§ **DIRECTIONS**:
Until you reach the line containing "init_tracing(level);", reproduce each line of the listing exactly, please, and include that line as well.

§ **SOURCE INFORMATION**:
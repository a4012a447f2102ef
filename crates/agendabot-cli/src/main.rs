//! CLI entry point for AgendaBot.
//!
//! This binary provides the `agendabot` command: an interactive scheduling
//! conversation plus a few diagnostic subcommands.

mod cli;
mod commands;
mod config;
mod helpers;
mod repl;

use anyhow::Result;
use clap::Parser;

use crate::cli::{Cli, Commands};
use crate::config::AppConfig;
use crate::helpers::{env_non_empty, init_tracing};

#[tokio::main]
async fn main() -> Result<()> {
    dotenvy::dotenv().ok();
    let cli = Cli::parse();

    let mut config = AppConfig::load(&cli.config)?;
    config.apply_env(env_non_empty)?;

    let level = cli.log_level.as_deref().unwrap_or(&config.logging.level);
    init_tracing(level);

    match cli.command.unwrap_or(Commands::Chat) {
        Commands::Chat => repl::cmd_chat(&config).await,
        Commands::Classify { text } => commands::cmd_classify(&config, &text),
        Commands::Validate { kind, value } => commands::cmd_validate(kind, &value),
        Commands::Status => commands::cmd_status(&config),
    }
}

§ **RESPONSE FOR THIS EXERCISE**:
repository a4012a447f2102ef
filename crates/agendabot-cli/src/main.rs
//! CLI entry point for AgendaBot.
//!
//! This binary provides the `agendabot` command: an interactive scheduling
//! conversation plus a few diagnostic subcommands.

mod cli;
mod commands;
mod config;
mod helpers;
mod repl;

use anyhow::Result;
use clap::Parser;

use crate::cli::{Cli, Commands};
use crate::config::AppConfig;
use crate::helpers::{env_non_empty, init_tracing};

#[tokio::main]
async fn main() -> Result<()> {
    dotenvy::dotenv().ok();
    let cli = Cli::parse();

    let mut config = AppConfig::load(&cli.config)?;
    config.apply_env(env_non_empty)?;

    let level = cli.log_level.as_deref().unwrap_or(&config.logging.level);
    init_tracing(level);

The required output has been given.